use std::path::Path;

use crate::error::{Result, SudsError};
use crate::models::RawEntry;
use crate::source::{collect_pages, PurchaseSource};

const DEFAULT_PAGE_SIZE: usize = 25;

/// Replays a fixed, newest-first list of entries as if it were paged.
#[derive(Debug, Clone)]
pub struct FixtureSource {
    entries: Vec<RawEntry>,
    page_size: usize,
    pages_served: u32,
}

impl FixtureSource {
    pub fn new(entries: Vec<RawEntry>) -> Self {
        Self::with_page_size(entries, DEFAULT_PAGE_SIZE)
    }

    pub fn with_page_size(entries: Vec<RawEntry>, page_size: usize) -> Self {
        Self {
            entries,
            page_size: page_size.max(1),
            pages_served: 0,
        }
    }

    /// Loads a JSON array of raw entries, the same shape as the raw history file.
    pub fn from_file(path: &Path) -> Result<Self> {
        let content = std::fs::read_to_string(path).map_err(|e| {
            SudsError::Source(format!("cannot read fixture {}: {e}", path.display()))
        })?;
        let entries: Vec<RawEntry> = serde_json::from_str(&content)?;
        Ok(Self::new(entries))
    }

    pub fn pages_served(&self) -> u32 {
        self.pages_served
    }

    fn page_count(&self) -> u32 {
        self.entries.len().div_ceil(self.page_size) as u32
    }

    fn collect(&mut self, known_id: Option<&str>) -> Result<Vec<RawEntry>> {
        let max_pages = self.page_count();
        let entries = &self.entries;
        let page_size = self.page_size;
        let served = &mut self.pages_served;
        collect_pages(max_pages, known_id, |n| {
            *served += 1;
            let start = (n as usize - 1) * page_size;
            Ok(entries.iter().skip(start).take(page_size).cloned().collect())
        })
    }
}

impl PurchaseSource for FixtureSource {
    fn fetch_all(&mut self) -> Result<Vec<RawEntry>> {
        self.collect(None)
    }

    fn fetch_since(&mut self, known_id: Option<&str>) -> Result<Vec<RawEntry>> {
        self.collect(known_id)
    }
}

☆ ☆ ☆

§ **Task**: Give the number of lines in the listing above that contain "path", and nothing else.

§ **Response box**: 4